BEGIN RECORDS FOR THIS TASK

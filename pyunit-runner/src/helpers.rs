// Copyright (c) The nextest Contributors
// SPDX-License-Identifier: MIT OR Apache-2.0

//! General support code for pyunit-runner.

use crate::list::Styles;
use camino::{Utf8Component, Utf8Path, Utf8PathBuf};
use owo_colors::OwoColorize;
use std::io;

/// Utilities for pluralizing various words based on count or plurality.
pub mod plural {
    /// Returns "test" if `count` is 1, otherwise "tests".
    pub fn tests_str(count: usize) -> &'static str {
        if count == 1 { "test" } else { "tests" }
    }

    /// Returns "suite" if `count` is 1, otherwise "suites".
    pub fn suites_str(count: usize) -> &'static str {
        if count == 1 { "suite" } else { "suites" }
    }

    /// Returns "file" if `count` is 1, otherwise "files".
    pub fn files_str(count: usize) -> &'static str {
        if count == 1 { "file" } else { "files" }
    }
}

/// Lexically normalizes a path, removing `.` components and resolving `..` against preceding
/// components. The file system is not consulted.
pub fn normalize_path(path: &Utf8Path) -> Utf8PathBuf {
    let mut normalized = Utf8PathBuf::new();
    for component in path.components() {
        match component {
            Utf8Component::CurDir => {}
            Utf8Component::ParentDir => match normalized.components().next_back() {
                Some(Utf8Component::Normal(_)) => {
                    normalized.pop();
                }
                // `..` at the root stays at the root.
                Some(Utf8Component::RootDir | Utf8Component::Prefix(_)) => {}
                _ => normalized.push(".."),
            },
            other => normalized.push(other.as_str()),
        }
    }
    if normalized.as_str().is_empty() {
        normalized.push(".");
    }
    normalized
}

/// Returns the dotted Python module name for `file` relative to `base`, e.g. `pkg.test_mod` for
/// `base/pkg/test_mod.py`.
///
/// Returns the file stem if `file` isn't within `base`.
pub(crate) fn module_name(base: &Utf8Path, file: &Utf8Path) -> String {
    match file.strip_prefix(base) {
        Ok(relative) => {
            let relative = relative.with_extension("");
            relative
                .components()
                .map(|component| component.as_str())
                .collect::<Vec<_>>()
                .join(".")
        }
        Err(_) => file.file_stem().unwrap_or_default().to_owned(),
    }
}

/// Writes a dotted test identifier, styling the module path and the test name separately.
pub(crate) fn write_test_name(
    name: &str,
    styles: &Styles,
    mut writer: impl io::Write,
) -> io::Result<()> {
    match name.rsplit_once('.') {
        Some((module_path, test_name)) => write!(
            writer,
            "{}{}{}",
            module_path.style(styles.module_path),
            ".".style(styles.module_path),
            test_name.style(styles.test_name),
        ),
        None => write!(writer, "{}", name.style(styles.test_name)),
    }
}
// Copyright (c) The nextest Contributors
// SPDX-License-Identifier: MIT OR Apache-2.0

//! Errors produced by pyunit-runner.

use camino::{FromPathBufError, Utf8PathBuf};
use std::{fmt, process::ExitStatus};
use thiserror::Error;

/// An error that occurred while discovering tests.
#[derive(Debug, Error)]
pub enum DiscoverTestsError {
    /// Cancellation was requested before discovery completed.
    #[error("test discovery was cancelled")]
    Cancelled,

    /// A discovery argument couldn't be passed into the discovery script.
    #[error("failed to render discovery script")]
    ScriptTemplate(#[from] ScriptTemplateError),

    /// Running the discovery command failed.
    #[error(transparent)]
    Command(#[from] CommandError),
}

/// Which discovery argument a [`ScriptTemplateError`] refers to.
#[derive(Clone, Copy, Debug, Eq, PartialEq)]
pub enum ScriptArgKind {
    /// The `-s` start directory.
    StartDirectory,

    /// The `-p` file pattern.
    Pattern,
}

impl fmt::Display for ScriptArgKind {
    fn fmt(&self, f: &mut fmt::Formatter<'_>) -> fmt::Result {
        match self {
            Self::StartDirectory => write!(f, "start directory"),
            Self::Pattern => write!(f, "pattern"),
        }
    }
}

/// A discovery argument contains a character that can't be placed inside a Python string
/// literal without escaping.
#[derive(Clone, Debug, Error)]
#[error("{kind} `{value}` contains {forbidden:?}, which is not allowed in the discovery script")]
pub struct ScriptTemplateError {
    kind: ScriptArgKind,
    value: String,
    forbidden: char,
}

impl ScriptTemplateError {
    pub(crate) fn new(kind: ScriptArgKind, value: impl Into<String>, forbidden: char) -> Self {
        Self {
            kind,
            value: value.into(),
            forbidden,
        }
    }

    /// Returns the argument this error refers to.
    pub fn kind(&self) -> ScriptArgKind {
        self.kind
    }

    /// Returns the rejected value.
    pub fn value(&self) -> &str {
        &self.value
    }

    /// Returns the first forbidden character found in the value.
    pub fn forbidden(&self) -> char {
        self.forbidden
    }
}

/// An error that occurred while running the discovery command.
#[derive(Debug, Error)]
pub enum CommandError {
    /// The process could not be started or waited on.
    #[error("failed to execute `{program}`")]
    ExecFail {
        /// The program that was executed.
        program: String,

        /// The underlying error.
        #[source]
        error: std::io::Error,
    },

    /// The process exited with a failure status.
    #[error("`{program}` failed with {exit_status}")]
    CommandFail {
        /// The program that was executed.
        program: String,

        /// The exit status of the process.
        exit_status: ExitStatus,

        /// Standard output, decoded lossily.
        stdout: String,

        /// Standard error, decoded lossily.
        stderr: String,
    },

    /// Cancellation was requested while the process was running. The process was killed.
    #[error("`{program}` was cancelled")]
    Cancelled {
        /// The program that was executed.
        program: String,
    },
}

/// An error that occurred while loading user config.
#[derive(Debug, Error)]
#[non_exhaustive]
pub enum UserConfigError {
    /// The user config directory path isn't valid UTF-8.
    #[error("user config directory path is not valid UTF-8")]
    NonUtf8Path {
        /// The underlying error.
        #[source]
        error: FromPathBufError,
    },

    /// An explicitly specified user config file wasn't found.
    #[error("user config file not found at `{path}`")]
    FileNotFound {
        /// The path that was specified.
        path: Utf8PathBuf,
    },

    /// The user config file couldn't be read.
    #[error("failed to read user config at `{path}`")]
    Read {
        /// The path to the file.
        path: Utf8PathBuf,

        /// The underlying error.
        #[source]
        error: std::io::Error,
    },

    /// The user config file couldn't be parsed.
    #[error("failed to parse user config at `{path}`")]
    Parse {
        /// The path to the file.
        path: Utf8PathBuf,

        /// The underlying error.
        #[source]
        error: toml::de::Error,
    },
}

/// An error that occurred while writing a test list.
#[derive(Debug, Error)]
#[non_exhaustive]
pub enum WriteTestListError {
    /// An error occurred while writing human-readable output.
    #[error("error writing to output")]
    Io(#[source] std::io::Error),

    /// An error occurred while serializing JSON.
    #[error("error serializing to JSON")]
    Json(#[source] serde_json::Error),
}
use std::cell::RefCell;
use std::rc::Rc;

use vizij_sm_inputs::{
    BridgeConfig, HostObject, MemoryStateMachine, PropertyTable, SharedStateMachine, SignalId,
    StateMachine, StateMachineInputs, Value,
};

fn vehicle() -> Rc<RefCell<MemoryStateMachine>> {
    Rc::new(RefCell::new(
        MemoryStateMachine::new("vehicle")
            .with_number("Throttle", 0.0)
            .with_boolean("Headlights", false)
            .with_trigger("Honk"),
    ))
}

fn bind(bridge: &mut StateMachineInputs, sm: &Rc<RefCell<MemoryStateMachine>>) {
    let shared: SharedStateMachine = sm.clone();
    bridge.bind_state_machine(Some(shared));
}

/// Host table as a UI layer would declare it: notifying properties named after
/// the inputs plus a signal for the trigger.
fn declared_bridge() -> (StateMachineInputs, SignalId) {
    let mut bridge = StateMachineInputs::new();
    let host = bridge.host_mut();
    host.declare_property("throttle", Value::Float(0.0), true);
    host.declare_property("headlights", Value::Bool(false), true);
    host.declare_property("label", Value::from("car"), true);
    let honk = host.declare_signal("honk");
    bridge.begin();
    bridge.complete_activation();
    (bridge, honk)
}

#[test]
fn host_writes_reach_the_machine_without_a_tick() {
    let sm = vehicle();
    let (mut bridge, _) = declared_bridge();
    bind(&mut bridge, &sm);

    assert!(bridge.host_write("throttle", Value::Float(0.75)));
    assert_eq!(sm.borrow().number(0), Some(0.75));

    assert!(bridge.host_write("headlights", Value::Bool(true)));
    assert_eq!(sm.borrow().boolean(1), Some(true));

    // unchanged write raises no notification
    assert!(!bridge.host_write("headlights", Value::Bool(true)));
    // properties without a matching input are stored but never routed
    assert!(bridge.host_write("label", Value::from("truck")));
    assert_eq!(bridge.host().read_property("label"), Some(Value::from("truck")));
}

#[test]
fn host_values_are_coerced_on_routing() {
    let sm = vehicle();
    let (mut bridge, _) = declared_bridge();
    bind(&mut bridge, &sm);

    bridge.host_write("throttle", Value::Int(1));
    assert_eq!(sm.borrow().number(0), Some(1.0));

    bridge.host_write("throttle", Value::Text("0.5".into()));
    assert_eq!(sm.borrow().number(0), Some(0.5));

    bridge.host_write("throttle", Value::Text("full".into()));
    assert_eq!(sm.borrow().number(0), Some(0.5));

    bridge.host_write("headlights", Value::Int(1));
    assert_eq!(sm.borrow().boolean(1), Some(true));
}

#[test]
fn trigger_signals_fire_the_matching_trigger() {
    let sm = vehicle();
    let (mut bridge, honk) = declared_bridge();
    bind(&mut bridge, &sm);

    assert!(bridge.router().connection(honk).unwrap().trigger);
    assert!(bridge.emit(honk));
    assert!(bridge.emit_named("honk"));
    assert_eq!(sm.borrow().fire_count("Honk"), 2);

    assert!(!bridge.emit_named("unknown"));
    assert!(!bridge.emit(SignalId(1_000)));
}

#[test]
fn rebinding_never_duplicates_connections() {
    let sm = vehicle();
    let (mut bridge, honk) = declared_bridge();
    bind(&mut bridge, &sm);
    let wired = bridge.router().len();
    bind(&mut bridge, &sm);
    bind(&mut bridge, &sm);

    assert_eq!(bridge.router().len(), wired);
    bridge.emit(honk);
    assert_eq!(sm.borrow().fire_count("Honk"), 1);
}

#[test]
fn rebinding_to_another_machine_drops_stale_wiring() {
    let sm = vehicle();
    let (mut bridge, honk) = declared_bridge();
    bind(&mut bridge, &sm);

    let other = Rc::new(RefCell::new(
        MemoryStateMachine::new("other").with_number("Throttle", 0.0),
    ));
    bind(&mut bridge, &other);

    assert!(!bridge.router().is_connected(honk));
    assert!(!bridge.emit(honk));
    assert_eq!(sm.borrow().fire_count("Honk"), 0);

    bridge.host_write("throttle", Value::Float(0.3));
    assert_eq!(other.borrow().number(0), Some(0.3));
    assert_eq!(sm.borrow().number(0), Some(0.0));

    bridge.bind_state_machine(None);
    assert!(bridge.router().is_empty());
}

#[test]
fn properties_declared_after_binding_need_rewire() {
    let sm = vehicle();
    let mut bridge = StateMachineInputs::new();
    bridge.complete_activation();
    bind(&mut bridge, &sm);

    bridge
        .host_mut()
        .declare_property("throttle", Value::Float(0.0), true);
    bridge.host_write("throttle", Value::Float(0.9));
    assert_eq!(sm.borrow().number(0), Some(0.0));

    bridge.rewire();
    bridge.host_write("throttle", Value::Float(0.8));
    assert_eq!(sm.borrow().number(0), Some(0.8));
}

#[test]
fn custom_changed_suffix_is_honoured() {
    let sm = vehicle();
    let config = BridgeConfig {
        changed_suffix: "_changed".into(),
        ..BridgeConfig::default()
    };
    let mut bridge =
        StateMachineInputs::with_host(PropertyTable::with_changed_suffix("_changed"), config);
    let signal = bridge
        .host_mut()
        .declare_property("throttle", Value::Float(0.0), true)
        .unwrap();
    assert_eq!(bridge.host().signal_name(signal), Some("throttle_changed"));

    bridge.complete_activation();
    bind(&mut bridge, &sm);
    bridge.host_write("throttle", Value::Float(0.6));
    assert_eq!(sm.borrow().number(0), Some(0.6));
}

END RECORDS FOR THIS TASK

- [WHAT THIS TASK INVOLVES]: Using the word "StartDirectory" as the filter, copy each matching line from the material.

- [EXPECTED ANSWER]:
    StartDirectory,
            Self::StartDirectory => write!(f, "start directory"),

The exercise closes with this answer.